The Polish writer Henryk Sienkiewicz is best known world-wide for "Quo Vadis?" But in the eighteen-seventies he traveled across America, relating his experiences in letters sent back home. The following paragraph describes his journey by train through Iowa, on the way from Illinois to California.

Iowa, however, already counts as one of the civilized states, and the West really doesn't begin until the other side of the Missouri, after the fairly large city of Omaha, which lies on the transcontinental railroad. However, not wanting to get ahead of myself in my story, let me return to Clinton. After half an hour's stop the train rolled on. The track led through completely treeless terrain, climbing sharply, as we approached the great high plain that occupies the whole central part of the United States, forming steppes, or as they say here prairies. Farms still flash by on both sides of the track, but already less often than in Illinois. In places by the moonlight I see fields planted with corn, whose high stalks, black, withered, and sad, still stand from last summer. The further west we steam, the more deserted the country becomes. Iowa, although criss-crossed by railroads in all directions, represents a sort of gateway to the great wasteland occupying the space from the Missouri to the Sierra Nevada. The countryside is level all over, flat, just crumpled in places into gentle valleys and hills. No trace of trees. The eye loses itself in the distance, finding nothing on which it could rest.

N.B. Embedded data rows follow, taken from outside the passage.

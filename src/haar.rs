// SPDX-License-Identifier: Apache-2.0
// Copyright (c) 2025 Au-Zone Technologies. All Rights Reserved.

//! Single-level 2D Haar wavelet transform over packed 16-bit frames.
//!
//! The source is walked in non-overlapping 2x2 blocks. Each block yields one
//! pixel in each of the four subbands, and the subbands are tiled into an
//! output frame of the same size:
//!
//! ```text
//! +------+------+
//! |  LL  |  LH  |
//! +------+------+
//! |  HL  |  HH  |
//! +------+------+
//! ```
//!
//! The three channels are transformed independently with integer arithmetic
//! and truncating division. Detail subbands are multiplied by ten for
//! visibility. The boosted value is truncated to 8 bits and is *not*
//! re-clamped to the channel width, so it spills into the neighbouring
//! channel when packed; the output reproduces that bleed bit for bit.

use crate::{
    error::{Error, Result},
    pixel::{Frame16, Packed16, CHANNEL5_MAX, CHANNEL6_MAX},
};

/// Gain applied to the LH, HL and HH subbands.
pub const DETAIL_GAIN: i32 = 10;

#[derive(Clone, Copy, Debug, PartialEq, Eq)]
pub enum Subband {
    /// Approximation, top-left.
    LL,
    /// Horizontal detail, top-right.
    LH,
    /// Vertical detail, bottom-left.
    HL,
    /// Diagonal detail, bottom-right.
    HH,
}

impl Subband {
    pub const ALL: [Subband; 4] = [Subband::LL, Subband::LH, Subband::HL, Subband::HH];
}

/// Quadrant geometry of a transformed `width` x `height` frame.
#[derive(Clone, Copy, Debug, PartialEq, Eq)]
pub struct QuadrantLayout {
    width: usize,
    height: usize,
}

impl QuadrantLayout {
    /// Fails with [`Error::MalformedInput`] unless both dimensions are even
    /// and non-zero.
    pub fn new(width: u32, height: u32) -> Result<Self> {
        if width == 0 || height == 0 || width % 2 != 0 || height % 2 != 0 {
            return Err(Error::MalformedInput(format!(
                "Haar transform needs even, non-zero dimensions, got {width}x{height}"
            )));
        }
        Ok(Self {
            width: width as usize,
            height: height as usize,
        })
    }

    pub fn width(&self) -> u32 {
        self.width as u32
    }

    pub fn height(&self) -> u32 {
        self.height as u32
    }

    /// Width of each quadrant, the column where the right quadrants start.
    pub fn half_width(&self) -> usize {
        self.width / 2
    }

    /// Height of each quadrant, the row where the bottom quadrants start.
    pub fn half_height(&self) -> usize {
        self.height / 2
    }

    /// `(row, column)` of the quadrant's top-left pixel in the output.
    pub fn origin(&self, band: Subband) -> (usize, usize) {
        match band {
            Subband::LL => (0, 0),
            Subband::LH => (0, self.half_width()),
            Subband::HL => (self.half_height(), 0),
            Subband::HH => (self.half_height(), self.half_width()),
        }
    }

    /// Linear output index of block `(row, col)` within `band`.
    #[inline]
    pub fn offset(&self, band: Subband, row: usize, col: usize) -> usize {
        let (r0, c0) = self.origin(band);
        (r0 + row) * self.width + c0 + col
    }

    /// The subband an output pixel at `(row, col)` belongs to.
    pub fn band_at(&self, row: usize, col: usize) -> Subband {
        match (row < self.half_height(), col < self.half_width()) {
            (true, true) => Subband::LL,
            (true, false) => Subband::LH,
            (false, true) => Subband::HL,
            (false, false) => Subband::HH,
        }
    }

    pub fn pixels(&self) -> usize {
        self.width * self.height
    }
}

/// One 2x2 block of source pixels.
#[derive(Clone, Copy, Debug)]
pub struct Block {
    pub r1c1: Packed16,
    pub r1c2: Packed16,
    pub r2c1: Packed16,
    pub r2c2: Packed16,
}

/// The four packed output pixels of one block.
#[derive(Clone, Copy, Debug, PartialEq, Eq)]
pub struct Subbands {
    pub ll: Packed16,
    pub lh: Packed16,
    pub hl: Packed16,
    pub hh: Packed16,
}

/// Per-channel subband values, details already boosted and truncated.
#[derive(Clone, Copy, Debug, PartialEq, Eq)]
pub struct ChannelBands {
    pub ll: u8,
    pub lh: u8,
    pub hl: u8,
    pub hh: u8,
}

/// Transforms one channel of a 2x2 block whose samples saturate at `max`.
pub fn channel_bands(r1c1: u8, r1c2: u8, r2c1: u8, r2c2: u8, max: u8) -> ChannelBands {
    let m = max as i32;
    let (r1c1, r1c2, r2c1, r2c2) = (r1c1 as i32, r1c2 as i32, r2c1 as i32, r2c2 as i32);

    // low pass: vertical averages, then their horizontal average
    let lp1 = ((r1c1 + r2c1) / 2).min(m);
    let lp2 = ((r1c2 + r2c2) / 2).min(m);
    let ll = ((lp1 + lp2) / 2).min(m);
    let lh = ((lp1 - lp2) / 2).abs().min(m);

    // high pass: vertical differences
    let hp1 = ((r1c1 - r2c1) / 2).abs().min(m);
    let hp2 = ((r1c2 - r2c2) / 2).abs().min(m);
    let hl = ((hp1 + hp2) / 2).min(m);
    let hh = ((hp1 - hp2) / 2).abs().min(m);

    ChannelBands {
        ll: ll as u8,
        lh: boost(lh),
        hl: boost(hl),
        hh: boost(hh),
    }
}

#[inline(always)]
fn boost(detail: i32) -> u8 {
    (detail * DETAIL_GAIN) as u8
}

impl Block {
    pub fn transform(&self) -> Subbands {
        let px = [self.r1c1, self.r1c2, self.r2c1, self.r2c2];
        let a = channel_bands(px[0].a(), px[1].a(), px[2].a(), px[3].a(), CHANNEL5_MAX);
        let b = channel_bands(px[0].b(), px[1].b(), px[2].b(), px[3].b(), CHANNEL6_MAX);
        let c = channel_bands(px[0].c(), px[1].c(), px[2].c(), px[3].c(), CHANNEL5_MAX);

        Subbands {
            ll: Packed16::pack(a.ll, b.ll, c.ll),
            lh: Packed16::pack(a.lh, b.lh, c.lh),
            hl: Packed16::pack(a.hl, b.hl, c.hl),
            hh: Packed16::pack(a.hh, b.hh, c.hh),
        }
    }
}

/// Haar transform engine for one fixed geometry.
///
/// The geometry is validated once at construction; [`HaarTransform::transform`]
/// only checks that the frames it is handed match it.
#[derive(Clone, Copy, Debug)]
pub struct HaarTransform {
    layout: QuadrantLayout,
}

impl HaarTransform {
    pub fn new(width: u32, height: u32) -> Result<Self> {
        Ok(Self {
            layout: QuadrantLayout::new(width, height)?,
        })
    }

    pub fn layout(&self) -> &QuadrantLayout {
        &self.layout
    }

    /// Writes the four subbands of `src` into the quadrants of `dst`.
    pub fn transform(&self, src: &Frame16, dst: &mut Frame16) -> Result<()> {
        self.check(src)?;
        self.check(dst)?;

        let w = self.layout.width;
        let input = src.pixels();
        let output = dst.pixels_mut();

        for row in 0..self.layout.half_height() {
            let r1 = &input[2 * row * w..(2 * row + 1) * w];
            let r2 = &input[(2 * row + 1) * w..(2 * row + 2) * w];

            for (col, (top, bottom)) in r1.chunks_exact(2).zip(r2.chunks_exact(2)).enumerate() {
                let bands = Block {
                    r1c1: Packed16(top[0]),
                    r1c2: Packed16(top[1]),
                    r2c1: Packed16(bottom[0]),
                    r2c2: Packed16(bottom[1]),
                }
                .transform();

                output[self.layout.offset(Subband::LL, row, col)] = bands.ll.0;
                output[self.layout.offset(Subband::LH, row, col)] = bands.lh.0;
                output[self.layout.offset(Subband::HL, row, col)] = bands.hl.0;
                output[self.layout.offset(Subband::HH, row, col)] = bands.hh.0;
            }
        }

        Ok(())
    }

    /// Allocating form of [`HaarTransform::transform`].
    pub fn transform_new(&self, src: &Frame16) -> Result<Frame16> {
        let mut dst = Frame16::new(self.layout.width(), self.layout.height(), Packed16::WHITE);
        self.transform(src, &mut dst)?;
        Ok(dst)
    }

    fn check(&self, frame: &Frame16) -> Result<()> {
        if frame.width() != self.layout.width() || frame.height() != self.layout.height() {
            return Err(Error::MalformedInput(format!(
                "{}x{} frame handed to a {}x{} transform",
                frame.width(),
                frame.height(),
                self.layout.width(),
                self.layout.height()
            )));
        }
        Ok(())
    }
}
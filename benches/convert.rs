use criterion::{criterion_group, criterion_main, Criterion};
use haarcam::{
    convert::{convert, convert_reference},
    lut::ColorLookupTable,
    pixel::{Frame16, Packed16, Yuv422Frame},
};
use std::hint::black_box;

fn yuyv_pattern(width: u32, height: u32) -> Vec<u8> {
    (0..width as usize * height as usize * 2)
        .map(|i| (i * 7 % 251) as u8)
        .collect()
}

pub fn benchmark_convert(c: &mut Criterion) {
    let dims = [(320, 240), (432, 240), (640, 480)];
    let lut = ColorLookupTable::build();

    let mut group = c.benchmark_group("convert");
    for (width, height) in dims.iter().copied() {
        let data = yuyv_pattern(width, height);
        let mut out = Frame16::new(width, height, Packed16::BLACK);

        group.bench_function(format!("lut/{}x{}", width, height), |b| {
            b.iter(|| {
                let frame = Yuv422Frame::new(black_box(&data)).unwrap();
                convert(frame, &lut, &mut out).unwrap()
            })
        });
        group.bench_function(format!("reference/{}x{}", width, height), |b| {
            b.iter(|| {
                let frame = Yuv422Frame::new(black_box(&data)).unwrap();
                convert_reference(frame, &mut out).unwrap()
            })
        });
    }
    group.finish();
}

criterion_group!(benches, benchmark_convert);
criterion_main!(benches);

The limits of civilization could also be observed in the traveling companions filling the cars. Instead of carefully dressed, more or less elegant gentlemen, the train was occupied by bearded and mustachioed types in worn clothing, carrying dirty bundles of belongings and with revolvers stuck in their belts. The talk was loud and animated. Curses rang out. Clouds of smoke gathered under the roofs of the cars. The doors slammed, opened and closed by powerful arms. In the conversations could be heard the oft-repeated names Sioux and Pawnee, the names of the Indians living in Nebraska and Dakota.